=== Instructions for the task ===
Gather each line of the records where "Skipping" appears.
━━━━━━━━━━━━━━━━━━━━━━━━━━━━━━
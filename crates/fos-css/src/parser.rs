//! CSS Parser using lightningcss
//!
//! Parses `<style>` sheets and `style` attributes. lightningcss does the
//! tokenizing and value normalization; declarations are kept as
//! property-name/value strings and selectors are re-parsed into our own AST
//! so the same matcher runs everywhere.

use crate::{parse_selector_list, CssError, Declaration, Rule, Stylesheet};
use lightningcss::declaration::DeclarationBlock;
use lightningcss::properties::Property;
use lightningcss::stylesheet::{ParserOptions, PrinterOptions, StyleAttribute, StyleSheet};
use lightningcss::traits::ToCss;

/// CSS Parser
#[derive(Debug, Clone, Copy)]
pub struct CssParser;

impl CssParser {
    pub fn new() -> Self {
        Self
    }

    fn options<'i>() -> ParserOptions<'i> {
        ParserOptions {
            error_recovery: true,
            ..ParserOptions::default()
        }
    }

    /// Parse a CSS stylesheet. Rules whose selectors we cannot match are skipped.
    pub fn parse(&self, css: &str) -> Result<Stylesheet, CssError> {
        use lightningcss::rules::CssRule;

        let stylesheet = StyleSheet::parse(css, Self::options()).map_err(|e| CssError::ParseError {
            line: e.loc.as_ref().map(|l| l.line).unwrap_or(0),
            message: e.kind.to_string(),
        })?;

        let mut result = Stylesheet::default();
        for rule in stylesheet.rules.0.iter() {
            // Skip other rule types (media queries, keyframes, etc.)
            let CssRule::Style(style_rule) = rule else {
                continue;
            };
            let selector_text = match style_rule.selectors.to_css_string(PrinterOptions::default()) {
                Ok(text) => text,
                Err(e) => {
                    tracing::debug!("Skipping unprintable selector: {}", e);
                    continue;
                }
            };
            match parse_selector_list(&selector_text) {
                Ok(selectors) => result.rules.push(Rule {
                    selectors,
                    declarations: self.convert_declarations(&style_rule.declarations),
                }),
                Err(e) => tracing::debug!("Skipping unsupported selector {}: {}", selector_text, e),
            }
        }
        Ok(result)
    }

    /// Parse the contents of a `style` attribute. Malformed input yields no declarations.
    pub fn parse_declarations(&self, style: &str) -> Vec<Declaration> {
        if style.trim().is_empty() {
            return Vec::new();
        }
        match StyleAttribute::parse(style, Self::options()) {
            Ok(attribute) => self.convert_declarations(&attribute.declarations),
            Err(e) => {
                tracing::warn!("Ignoring unparseable style attribute {:?}: {}", style, e.kind);
                Vec::new()
            }
        }
    }

    fn convert_declarations(&self, declarations: &DeclarationBlock) -> Vec<Declaration> {
        let mut result = Vec::new();

        for decl in declarations.declarations.iter() {
            result.extend(self.convert_declaration(decl, false));
        }
        for decl in declarations.important_declarations.iter() {
            result.extend(self.convert_declaration(decl, true));
        }

        result
    }

    fn convert_declaration(&self, decl: &Property, important: bool) -> Option<Declaration> {
        let property = decl.property_id().name().to_ascii_lowercase();
        match decl.value_to_css_string(PrinterOptions::default()) {
            Ok(value) => Some(Declaration {
                property,
                value,
                important,
            }),
            Err(e) => {
                tracing::debug!("Dropping declaration {}: {}", property, e);
                None
            }
        }
    }
}

impl Default for CssParser {
    fn default() -> Self {
        Self::new()
    }
}

#[cfg(test)]
mod tests {
    use super::*;

    #[test]
    fn test_parse_simple() {
        let css = r#"
            .foo { display: block; }
            #bar { color: red; }
        "#;

        let result = CssParser::new().parse(css);
        assert!(result.is_ok(), "Parse error: {:?}", result.err());

        let stylesheet = result.unwrap();
        assert_eq!(stylesheet.len(), 2);
    }

    #[test]
    fn test_parse_declarations() {
        let decls = CssParser::new().parse_declarations("height: 30px; margin-bottom: 30px !important");
        assert_eq!(decls.len(), 2);
        assert_eq!(decls[0].property, "height");
        assert_eq!(decls[0].value, "30px");
        assert!(decls[1].important);
    }

    #[test]
    fn test_parse_declarations_empty() {
        assert!(CssParser::new().parse_declarations("   ").is_empty());
    }
}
━━━━━━━━━━━━━━━━━━━━━━━━━━━━━━
=== Answer to this problem ===
                    tracing::debug!("Skipping unprintable selector: {}", e);
                Err(e) => tracing::debug!("Skipping unsupported selector {}: {}", selector_text, e),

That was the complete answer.